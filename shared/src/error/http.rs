//! HTTP status code mapping for error codes

use super::codes::ErrorCode;
use http::StatusCode;

impl ErrorCode {
    /// Get the appropriate HTTP status code for this error code
    pub fn http_status(&self) -> StatusCode {
        match self {
            Self::Success => StatusCode::OK,

            // 404 Not Found
            Self::NotFound
            | Self::ClientNotFound
            | Self::CompanyNotFound
            | Self::CartItemNotFound
            | Self::ReceiptNotFound
            | Self::NoPendingReceipt
            | Self::DishNotFound
            | Self::AvailabilityNotFound
            | Self::ProductionNotFound
            | Self::InventoryNotFound
            | Self::MovementNotFound => StatusCode::NOT_FOUND,

            // 409 Conflict
            Self::AlreadyExists
            | Self::UsernameExists
            | Self::ClientProfileExists
            | Self::CompanyCodeExists
            | Self::CompanyCifExists
            | Self::ReceiptAlreadyPaid
            | Self::DishCodeExists
            | Self::AvailabilityExists => StatusCode::CONFLICT,

            // 401 Unauthorized
            Self::NotAuthenticated
            | Self::InvalidCredentials
            | Self::TokenExpired
            | Self::TokenInvalid
            | Self::AccountDisabled => StatusCode::UNAUTHORIZED,

            // 403 Forbidden
            Self::PermissionDenied | Self::StaffRequired => StatusCode::FORBIDDEN,

            // 402 Payment Required
            Self::PaymentFailed => StatusCode::PAYMENT_REQUIRED,

            // 422 Unprocessable
            Self::CartEmpty | Self::InsufficientStock | Self::DishUnavailableOnDay => {
                StatusCode::UNPROCESSABLE_ENTITY
            }

            // 429 Too Many Requests
            Self::TooManyAttempts => StatusCode::TOO_MANY_REQUESTS,

            // 503 Service Unavailable
            Self::PaymentNotConfigured => StatusCode::SERVICE_UNAVAILABLE,

            // 500 Internal Server Error
            Self::InternalError | Self::DatabaseError | Self::ConfigError | Self::TemplateError => {
                StatusCode::INTERNAL_SERVER_ERROR
            }

            // 400 Bad Request (default for validation errors)
            _ => StatusCode::BAD_REQUEST,
        }
    }
}

#[cfg(test)]
mod tests {
    use super::*;

    #[test]
    fn test_success_status() {
        assert_eq!(ErrorCode::Success.http_status(), StatusCode::OK);
    }

    #[test]
    fn test_not_found_status() {
        assert_eq!(ErrorCode::NotFound.http_status(), StatusCode::NOT_FOUND);
        assert_eq!(ErrorCode::DishNotFound.http_status(), StatusCode::NOT_FOUND);
        assert_eq!(
            ErrorCode::ReceiptNotFound.http_status(),
            StatusCode::NOT_FOUND
        );
        assert_eq!(
            ErrorCode::InventoryNotFound.http_status(),
            StatusCode::NOT_FOUND
        );
    }

    #[test]
    fn test_conflict_status() {
        assert_eq!(ErrorCode::AlreadyExists.http_status(), StatusCode::CONFLICT);
        assert_eq!(
            ErrorCode::AvailabilityExists.http_status(),
            StatusCode::CONFLICT
        );
        assert_eq!(ErrorCode::UsernameExists.http_status(), StatusCode::CONFLICT);
        assert_eq!(
            ErrorCode::CompanyCifExists.http_status(),
            StatusCode::CONFLICT
        );
    }

    #[test]
    fn test_auth_statuses() {
        assert_eq!(
            ErrorCode::NotAuthenticated.http_status(),
            StatusCode::UNAUTHORIZED
        );
        assert_eq!(
            ErrorCode::InvalidCredentials.http_status(),
            StatusCode::UNAUTHORIZED
        );
        assert_eq!(ErrorCode::StaffRequired.http_status(), StatusCode::FORBIDDEN);
        assert_eq!(
            ErrorCode::TooManyAttempts.http_status(),
            StatusCode::TOO_MANY_REQUESTS
        );
    }

    #[test]
    fn test_business_rule_statuses() {
        assert_eq!(
            ErrorCode::CartEmpty.http_status(),
            StatusCode::UNPROCESSABLE_ENTITY
        );
        assert_eq!(
            ErrorCode::InsufficientStock.http_status(),
            StatusCode::UNPROCESSABLE_ENTITY
        );
        assert_eq!(
            ErrorCode::PaymentFailed.http_status(),
            StatusCode::PAYMENT_REQUIRED
        );
    }

    #[test]
    fn test_internal_error_status() {
        assert_eq!(
            ErrorCode::InternalError.http_status(),
            StatusCode::INTERNAL_SERVER_ERROR
        );
        assert_eq!(
            ErrorCode::TemplateError.http_status(),
            StatusCode::INTERNAL_SERVER_ERROR
        );
    }

    #[test]
    fn test_bad_request_status() {
        assert_eq!(
            ErrorCode::ValidationFailed.http_status(),
            StatusCode::BAD_REQUEST
        );
        assert_eq!(
            ErrorCode::InvalidWeekday.http_status(),
            StatusCode::BAD_REQUEST
        );
        assert_eq!(
            ErrorCode::PasswordMismatch.http_status(),
            StatusCode::BAD_REQUEST
        );
        assert_eq!(
            ErrorCode::InvalidQuantity.http_status(),
            StatusCode::BAD_REQUEST
        );
    }
}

◇ ◇ ◇ ◇

Copy out each line of the records that holds the string "TemplateError".

            Self::InternalError | Self::DatabaseError | Self::ConfigError | Self::TemplateError => {
            ErrorCode::TemplateError.http_status(),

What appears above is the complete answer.